N.Korean Army Chief Fingered in Syria Connection

      June 11, 2013 13:02

      The North Korean military is involved in the Syrian civil war at the initiative of hardline Army chief Gen. Kim Kyok-sik, the Dagongbao daily in Hong Kong speculated Monday.

      Kim was allegedly behind the sinking of the South Korean Navy corvette Cheonan and shelling of Yeonpyeong Island in 2010. He is considered one of the key figures in the North Korean regime and was recently promoted from armed forces minister to the chief of the Army's General Staff.

      Some dozen North Korean military officers were seen working with Syrian government troops on the northern battlefield of Halab, according to a group called Syrian Observatory for Human Rights.

      Information about the reality in strife-torn Syria is notoriously hard to verify, and this piece of news comes from a London-based pan-Arabic newspaper owned by a Saudi prince.

      Saudi Arabia is arming the Sunni jihadist opposition to the Assad regime because Syria is a buffer state under the influence of its mortal foe Iran.

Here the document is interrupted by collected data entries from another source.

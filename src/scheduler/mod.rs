// Copyright 2025 Jonas Kruckenberg
//
// Licensed under the Apache License, Version 2.0, <LICENSE-APACHE or
// http://apache.org/licenses/LICENSE-2.0> or the MIT license <LICENSE-MIT or
// http://opensource.org/licenses/MIT>, at your option. This file may not be
// copied, modified, or distributed except according to those terms.

//! The two-pool cooperative scheduler.
//!
//! Grounded on `arc::detail::scheduler` (`original_source/include/arc/
//! detail/scheduler.hpp`, `src/arc.cpp`): one [`Pool`] for worker threads,
//! one for the distinguished main thread. `tracing` instrumentation follows
//! the span-per-tick convention used in the teacher's
//! `libs/kasync/src/executor.rs` worker loop.

mod pool;

use std::thread;
use std::time::Instant;

pub(crate) use pool::WorkItem;
use pool::{Pool, Pop};

use crate::handle::Handle;
use crate::task::TaskRef;
use crate::Context;

pub(crate) struct Scheduler {
    worker_pool: Pool,
    main_pool: Pool,
    main_thread_id: Option<thread::ThreadId>,
}

impl Scheduler {
    pub(crate) fn new(main_thread_id: Option<thread::ThreadId>) -> Self {
        Scheduler {
            worker_pool: Pool::new(),
            main_pool: Pool::new(),
            main_thread_id,
        }
    }

    /// Spawns `count` dedicated worker threads, each holding a clone of
    /// `ctx` (an `Arc`-backed handle, so the threads can outlive the
    /// function that started them without needing `&'static`).
    pub(crate) fn start_workers(ctx: &Context, count: usize) -> Vec<thread::JoinHandle<()>> {
        (0..count)
            .map(|i| {
                let ctx = ctx.clone();
                thread::Builder::new()
                    .name(format!("dedupe-rt-worker-{i}"))
                    .spawn(move || ctx.scheduler().worker(&ctx.scheduler().worker_pool))
                    .expect("failed to spawn worker thread")
            })
            .collect()
    }

    fn pool_for(&self, main_thread: bool) -> &Pool {
        if main_thread {
            &self.main_pool
        } else {
            &self.worker_pool
        }
    }

    pub(crate) fn schedule(&self, item: WorkItem, at: Option<Instant>, main_thread: bool) {
        let pool = self.pool_for(main_thread);
        match at {
            Some(at) => pool.schedule_after(item, at),
            None => pool.schedule(item),
        }
    }

    pub(crate) fn enqueue_release(&self, handle: Handle, main_thread: bool) {
        self.pool_for(main_thread).enqueue_release(handle);
    }

    pub(crate) fn request_stop(&self) {
        self.worker_pool.request_stop();
        self.main_pool.request_stop();
    }

    pub(crate) fn is_idle(&self) -> bool {
        self.worker_pool.is_idle() && self.main_pool.is_idle()
    }

    /// Runs the worker loop on the calling thread, draining `pool` until it
    /// is stopped. Used both by dedicated worker threads and by
    /// [`Scheduler::assist`] (a caller volunteering its own thread).
    fn worker(&self, pool: &Pool) {
        let _span = tracing::debug_span!("scheduler worker").entered();

        while let Some(popped) = pool.pop() {
            match popped {
                Pop::Release(handle) => {
                    tracing::trace!("draining deferred release");
                    crate::store::Store::release_reference(handle);
                }
                Pop::Work(WorkItem::Resume(task)) => {
                    tracing::trace!(?task, "resuming task");
                    task.poll();
                }
                Pop::Work(WorkItem::Closure(f)) => {
                    tracing::trace!("running scheduled closure");
                    f();
                }
            }
        }
    }

    /// Volunteers the calling thread to drain the pool matching its
    /// identity (main pool if this is the designated main thread, worker
    /// pool otherwise) until [`Scheduler::request_stop`] is called.
    ///
    /// Mirrors `scheduler::assist()` in the C++ original: a caller-owned
    /// thread (e.g. a host program's main thread) contributes its own
    /// cycles to the scheduler instead of the scheduler owning every
    /// thread it runs on.
    pub(crate) fn assist(&self) {
        let main_thread = self.main_thread_id == Some(thread::current().id());
        self.worker(self.pool_for(main_thread));
    }

    pub(crate) fn main_thread_id(&self) -> Option<thread::ThreadId> {
        self.main_thread_id
    }

    /// Pops and runs exactly one unit of work from the chosen pool without
    /// blocking. Returns `false` if the pool had nothing ready.
    pub(crate) fn run_one(&self, main_thread: bool) -> bool {
        match self.pool_for(main_thread).try_pop() {
            Some(Pop::Release(handle)) => {
                crate::store::Store::release_reference(handle);
                true
            }
            Some(Pop::Work(WorkItem::Resume(task))) => {
                task.poll();
                true
            }
            Some(Pop::Work(WorkItem::Closure(f))) => {
                f();
                true
            }
            None => false,
        }
    }
}

impl std::fmt::Debug for Scheduler {
    fn fmt(&self, f: &mut std::fmt::Formatter<'_>) -> std::fmt::Result {
        f.debug_struct("Scheduler").finish_non_exhaustive()
    }
}
// Copyright 2025 Jonas Kruckenberg
//
// Licensed under the Apache License, Version 2.0, <LICENSE-APACHE or
// http://apache.org/licenses/LICENSE-2.0> or the MIT license <LICENSE-MIT or
// http://opensource.org/licenses/MIT>, at your option. This file may not be
// copied, modified, or distributed except according to those terms.

//! The deduplicating keyed table: `Key -> Entry`, with insert-or-find,
//! erase-on-zero, and resurrection.
//!
//! Grounded on `arc::detail::store` (`original_source/include/arc/detail/
//! store.hpp`, `src/arc.cpp`). The table lock there is a re-entrant guard
//! (`arc::extra::recursive_guard`) because a completion callback run while
//! the lock is held may itself call back into the store (e.g. a nested
//! `retrieve_reference` from a continuation). `parking_lot::ReentrantMutex`
//! is the direct Rust counterpart.

use std::cell::RefCell;
use std::collections::{HashMap, VecDeque};
use std::ptr::NonNull;

use parking_lot::ReentrantMutex;

use crate::entry::{Entry, Recreate};
use crate::handle::Handle;
use crate::key::Key;
use crate::Context;

struct StoreData {
    table: HashMap<Key, Box<Entry>>,
    empty_once: VecDeque<Box<dyn FnOnce() + Send>>,
}

pub(crate) struct Store {
    data: ReentrantMutex<RefCell<StoreData>>,
}

impl Store {
    pub(crate) fn new() -> Self {
        Store {
            data: ReentrantMutex::new(RefCell::new(StoreData {
                table: HashMap::new(),
                empty_once: VecDeque::new(),
            })),
        }
    }

    /// Finds or inserts the entry for `key`, returning a new reference to
    /// it. On fresh insertion, spawns the producer only after the table
    /// lock has been released (resolved Open Question, §9): a
    /// non-`async fn` producer body that itself calls back into
    /// [`Context`] before its first await point must not observe the table
    /// lock still held.
    pub(crate) fn retrieve_reference(&self, ctx: &Context, key: Key, recreate: Recreate) -> Handle {
        let guard = self.data.lock();
        let mut data = guard.borrow_mut();

        if let Some(entry) = data.table.get(&key) {
            let ptr = NonNull::from(entry.as_ref());
            tracing::trace!(function = entry.key.function_name(), "dedup hit");
            return Handle::new(ptr);
        }

        tracing::trace!(function = %key.function_name(), "dedup miss, inserting fresh entry");
        let entry = Box::new(Entry::new(key.clone(), ctx.clone(), recreate));
        let ptr = NonNull::from(entry.as_ref());
        data.table.insert(key, entry);
        let handle = Handle::new(ptr);

        drop(data);
        drop(guard);

        // Safety: `handle` keeps the entry alive across this call.
        unsafe { ptr.as_ref() }.recreate(ptr);

        handle
    }

    /// Performs the deferred final release for `handle`: the actual
    /// decrement-to-zero, then either resurrection (if a fresh submission
    /// raced the release) or erasure from the table.
    ///
    /// Mirrors `store::release_reference` in the C++ original line for
    /// line, including the race it exists to resolve: between this
    /// function observing "last reference" and acquiring the table lock, a
    /// concurrent [`Store::retrieve_reference`] may already have bumped the
    /// refcount back up. We detect that under the same lock and recreate
    /// the producer instead of erasing.
    pub(crate) fn release_reference(mut handle: Handle) {
        let ptr = handle.ptr();
        // Safety: `handle` still owns a live reference into the entry.
        let entry = unsafe { ptr.as_ref() };
        let ctx = entry.ctx.clone();

        let old_refcount = entry.decrement_and_reopen_waiters();
        handle.abandon();
        debug_assert!(
            old_refcount > 0,
            "refcount underflow releasing entry for `{}`",
            entry.key.function_name()
        );
        if old_refcount > 1 {
            return;
        }

        entry.teardown_value();

        let store = ctx.store();
        let guard = store.data.lock();
        let mut data = guard.borrow_mut();

        if entry.refcount() > 0 {
            tracing::trace!(function = entry.key.function_name(), "resurrecting entry");
            entry.recreate(ptr);
            return;
        }

        debug_assert_eq!(entry.refcount(), 0);
        tracing::trace!(function = entry.key.function_name(), "erasing entry");
        data.table
            .remove(&entry.key)
            .expect("entry being released must still be present in the table");

        if data.table.is_empty() {
            while let Some(cb) = data.empty_once.pop_front() {
                cb();
            }
        }
    }

    /// Runs `callback` once the table becomes (or already is) empty, one
    /// time only.
    pub(crate) fn set_empty_once_callback(&self, callback: Box<dyn FnOnce() + Send>) {
        let guard = self.data.lock();
        let mut data = guard.borrow_mut();

        if data.table.is_empty() {
            drop(data);
            drop(guard);
            callback();
        } else {
            data.empty_once.push_back(callback);
        }
    }
}

impl Drop for Store {
    fn drop(&mut self) {
        let guard = self.data.lock();
        debug_assert!(
            guard.borrow().table.is_empty(),
            "store dropped with entries still referenced"
        );
    }
}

      A man whose organization monitors developments on the ground has told the prince's Asharq Al-Awsat daily that the North Koreans are acting as advisers to Syrian government forces.

      This handout picture from the Syrian Arab News Agency shows two military attaches from the North Korean Embassy in Syria during a visit to the Tishreen Military Hospital in Damascus on March 6, 2012.

      Dagongbao pointed to Kim Kyok-sik as a likely link that would lend credence to the story, since he worked as an assistant military attache at the North Korean Embassy in Damascus in the 1970s and led North Korean and Syrian troops in joint operations for about 10 years.

      Kim returned to the North around April 1982.

      In Syria, he was in charge of military training and delivery of North Korean weapons.

      During the fourth Middle East War in 1973, the North supported Syria's attacks on Israel. Kim is believed to have played an important role in the process. During the Syria-Lebanon War in 1982, the North also sent troops to the frontline to help Syrian troops advance into Lebanon, the daily added.

      The North Korea-Syria military connection is also suspected of a crucial role in developing conventional and nuclear weapons. A nuclear facility Syria was building in the desert in the mid-2000s, allegedly with North Korean help, was destroyed by Israeli fighters in 2007.